Action item: As the answer, give every line of the records that includes the word "Loading".

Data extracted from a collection
━━━━
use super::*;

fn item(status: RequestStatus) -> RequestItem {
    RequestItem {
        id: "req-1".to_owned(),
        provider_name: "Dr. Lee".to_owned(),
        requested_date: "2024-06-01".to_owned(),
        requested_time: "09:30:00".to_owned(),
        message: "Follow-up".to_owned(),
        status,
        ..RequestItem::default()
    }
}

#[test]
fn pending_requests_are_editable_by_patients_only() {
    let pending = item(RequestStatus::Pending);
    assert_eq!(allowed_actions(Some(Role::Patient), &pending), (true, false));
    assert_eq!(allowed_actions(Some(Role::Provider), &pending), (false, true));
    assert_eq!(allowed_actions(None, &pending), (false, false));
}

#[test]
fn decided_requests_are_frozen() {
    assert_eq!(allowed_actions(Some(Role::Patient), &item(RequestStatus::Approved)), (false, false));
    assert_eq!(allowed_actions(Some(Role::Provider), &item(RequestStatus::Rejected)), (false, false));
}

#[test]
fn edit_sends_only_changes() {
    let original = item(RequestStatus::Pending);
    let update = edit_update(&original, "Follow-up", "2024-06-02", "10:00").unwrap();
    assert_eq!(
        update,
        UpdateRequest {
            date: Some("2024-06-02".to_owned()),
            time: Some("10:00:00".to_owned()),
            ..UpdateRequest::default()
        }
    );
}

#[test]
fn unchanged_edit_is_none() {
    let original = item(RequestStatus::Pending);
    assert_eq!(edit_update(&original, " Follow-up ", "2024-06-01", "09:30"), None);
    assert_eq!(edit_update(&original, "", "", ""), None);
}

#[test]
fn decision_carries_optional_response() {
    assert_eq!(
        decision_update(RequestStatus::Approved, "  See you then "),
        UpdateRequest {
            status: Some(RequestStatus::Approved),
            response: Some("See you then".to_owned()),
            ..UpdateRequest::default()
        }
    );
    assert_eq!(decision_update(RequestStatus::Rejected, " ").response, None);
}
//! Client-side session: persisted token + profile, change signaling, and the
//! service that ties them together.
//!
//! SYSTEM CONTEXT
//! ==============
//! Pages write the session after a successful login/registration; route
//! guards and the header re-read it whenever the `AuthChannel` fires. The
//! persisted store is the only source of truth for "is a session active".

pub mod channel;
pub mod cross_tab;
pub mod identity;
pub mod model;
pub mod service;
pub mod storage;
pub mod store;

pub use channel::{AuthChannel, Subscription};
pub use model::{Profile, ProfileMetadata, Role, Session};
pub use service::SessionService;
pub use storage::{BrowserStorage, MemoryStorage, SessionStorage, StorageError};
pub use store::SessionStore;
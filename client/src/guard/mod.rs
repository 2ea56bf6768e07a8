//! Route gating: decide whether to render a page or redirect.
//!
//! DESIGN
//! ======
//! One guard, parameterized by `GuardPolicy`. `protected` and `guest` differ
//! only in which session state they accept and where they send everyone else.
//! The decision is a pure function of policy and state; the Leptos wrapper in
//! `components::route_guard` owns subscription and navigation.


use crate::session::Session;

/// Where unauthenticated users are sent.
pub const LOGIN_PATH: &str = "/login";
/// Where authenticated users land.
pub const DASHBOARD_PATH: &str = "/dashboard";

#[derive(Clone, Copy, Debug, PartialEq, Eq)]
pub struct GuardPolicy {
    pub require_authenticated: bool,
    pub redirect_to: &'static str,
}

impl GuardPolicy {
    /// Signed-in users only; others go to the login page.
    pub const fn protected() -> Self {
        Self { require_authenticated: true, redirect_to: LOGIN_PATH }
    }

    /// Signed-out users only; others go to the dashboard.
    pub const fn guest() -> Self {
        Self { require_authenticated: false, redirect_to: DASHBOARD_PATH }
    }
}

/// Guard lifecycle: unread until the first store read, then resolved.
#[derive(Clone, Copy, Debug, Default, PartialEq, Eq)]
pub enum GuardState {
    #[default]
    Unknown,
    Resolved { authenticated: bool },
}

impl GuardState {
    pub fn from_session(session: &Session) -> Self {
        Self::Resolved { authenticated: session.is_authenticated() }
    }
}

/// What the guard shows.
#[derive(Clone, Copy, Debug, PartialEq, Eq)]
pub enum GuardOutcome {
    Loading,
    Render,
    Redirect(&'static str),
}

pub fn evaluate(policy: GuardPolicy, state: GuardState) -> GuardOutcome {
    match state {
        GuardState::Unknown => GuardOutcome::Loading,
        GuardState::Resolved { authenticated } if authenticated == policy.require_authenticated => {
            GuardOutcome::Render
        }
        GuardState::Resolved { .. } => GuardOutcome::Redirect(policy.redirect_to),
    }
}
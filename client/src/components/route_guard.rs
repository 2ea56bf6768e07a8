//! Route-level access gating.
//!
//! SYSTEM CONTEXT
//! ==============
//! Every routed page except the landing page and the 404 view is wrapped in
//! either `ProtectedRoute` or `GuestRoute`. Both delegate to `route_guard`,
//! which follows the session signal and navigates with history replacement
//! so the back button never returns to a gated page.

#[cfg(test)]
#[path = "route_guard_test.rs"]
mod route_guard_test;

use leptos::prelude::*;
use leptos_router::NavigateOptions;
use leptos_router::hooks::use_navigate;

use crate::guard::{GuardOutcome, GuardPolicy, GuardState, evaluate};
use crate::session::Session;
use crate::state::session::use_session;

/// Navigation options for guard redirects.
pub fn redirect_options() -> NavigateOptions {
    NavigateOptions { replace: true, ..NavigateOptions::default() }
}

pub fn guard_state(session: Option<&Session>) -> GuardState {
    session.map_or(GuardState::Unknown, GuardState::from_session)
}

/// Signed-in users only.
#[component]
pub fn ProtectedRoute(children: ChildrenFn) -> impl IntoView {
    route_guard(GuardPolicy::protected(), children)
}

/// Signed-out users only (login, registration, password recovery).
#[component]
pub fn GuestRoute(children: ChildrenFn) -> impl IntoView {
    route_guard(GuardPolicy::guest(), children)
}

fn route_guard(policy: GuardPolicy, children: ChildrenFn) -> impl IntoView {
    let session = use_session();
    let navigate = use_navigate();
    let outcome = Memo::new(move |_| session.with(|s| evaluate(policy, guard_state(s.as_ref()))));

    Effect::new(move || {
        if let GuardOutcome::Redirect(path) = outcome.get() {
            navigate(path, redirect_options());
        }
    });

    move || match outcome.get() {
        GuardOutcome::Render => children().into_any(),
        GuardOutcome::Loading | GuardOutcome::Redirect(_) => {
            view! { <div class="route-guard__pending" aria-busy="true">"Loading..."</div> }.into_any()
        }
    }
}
━━━━
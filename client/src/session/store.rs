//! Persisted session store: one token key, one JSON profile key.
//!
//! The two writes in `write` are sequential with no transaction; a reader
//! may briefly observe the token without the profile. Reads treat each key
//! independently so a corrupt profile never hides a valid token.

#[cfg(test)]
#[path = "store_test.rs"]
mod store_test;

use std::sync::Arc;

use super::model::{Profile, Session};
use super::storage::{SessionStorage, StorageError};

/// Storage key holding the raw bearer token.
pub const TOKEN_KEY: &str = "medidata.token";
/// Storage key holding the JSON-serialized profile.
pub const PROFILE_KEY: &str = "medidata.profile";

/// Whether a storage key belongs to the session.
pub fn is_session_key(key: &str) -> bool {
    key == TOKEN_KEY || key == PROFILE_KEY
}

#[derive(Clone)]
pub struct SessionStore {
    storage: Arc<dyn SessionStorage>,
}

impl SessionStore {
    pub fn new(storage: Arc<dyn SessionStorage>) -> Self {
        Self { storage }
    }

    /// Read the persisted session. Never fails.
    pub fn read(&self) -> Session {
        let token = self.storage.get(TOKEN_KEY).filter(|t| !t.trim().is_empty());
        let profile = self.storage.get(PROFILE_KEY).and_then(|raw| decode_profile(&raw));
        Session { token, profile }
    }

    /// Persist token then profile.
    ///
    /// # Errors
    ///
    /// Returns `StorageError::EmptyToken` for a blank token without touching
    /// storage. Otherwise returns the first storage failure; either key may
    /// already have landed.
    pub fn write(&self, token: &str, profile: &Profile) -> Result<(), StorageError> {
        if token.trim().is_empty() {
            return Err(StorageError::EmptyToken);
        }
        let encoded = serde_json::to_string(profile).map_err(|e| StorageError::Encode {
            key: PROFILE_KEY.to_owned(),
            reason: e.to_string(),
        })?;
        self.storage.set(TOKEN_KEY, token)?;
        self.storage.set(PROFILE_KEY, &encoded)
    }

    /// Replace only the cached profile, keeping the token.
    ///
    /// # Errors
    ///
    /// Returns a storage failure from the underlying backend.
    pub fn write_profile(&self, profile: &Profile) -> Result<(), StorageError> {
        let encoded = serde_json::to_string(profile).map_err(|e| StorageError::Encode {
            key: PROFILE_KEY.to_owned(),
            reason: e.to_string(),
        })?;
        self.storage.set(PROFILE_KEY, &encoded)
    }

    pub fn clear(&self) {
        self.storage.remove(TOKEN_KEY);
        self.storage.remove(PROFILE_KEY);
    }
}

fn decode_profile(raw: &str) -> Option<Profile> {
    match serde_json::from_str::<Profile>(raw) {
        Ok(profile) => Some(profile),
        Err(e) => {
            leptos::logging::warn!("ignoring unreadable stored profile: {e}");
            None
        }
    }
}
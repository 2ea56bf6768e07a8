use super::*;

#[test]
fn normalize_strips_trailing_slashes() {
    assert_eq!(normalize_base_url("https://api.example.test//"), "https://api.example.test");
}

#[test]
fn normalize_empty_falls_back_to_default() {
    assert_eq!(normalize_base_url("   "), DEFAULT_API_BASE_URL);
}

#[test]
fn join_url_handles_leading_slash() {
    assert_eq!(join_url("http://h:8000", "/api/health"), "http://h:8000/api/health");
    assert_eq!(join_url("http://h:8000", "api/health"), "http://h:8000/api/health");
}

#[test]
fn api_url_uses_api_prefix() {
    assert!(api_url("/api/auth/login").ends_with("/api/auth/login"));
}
━━━━
Answer to the exercise:
    Loading,
        GuardState::Unknown => GuardOutcome::Loading,
        GuardOutcome::Loading | GuardOutcome::Redirect(_) => {
            view! { <div class="route-guard__pending" aria-busy="true">"Loading..."</div> }.into_any()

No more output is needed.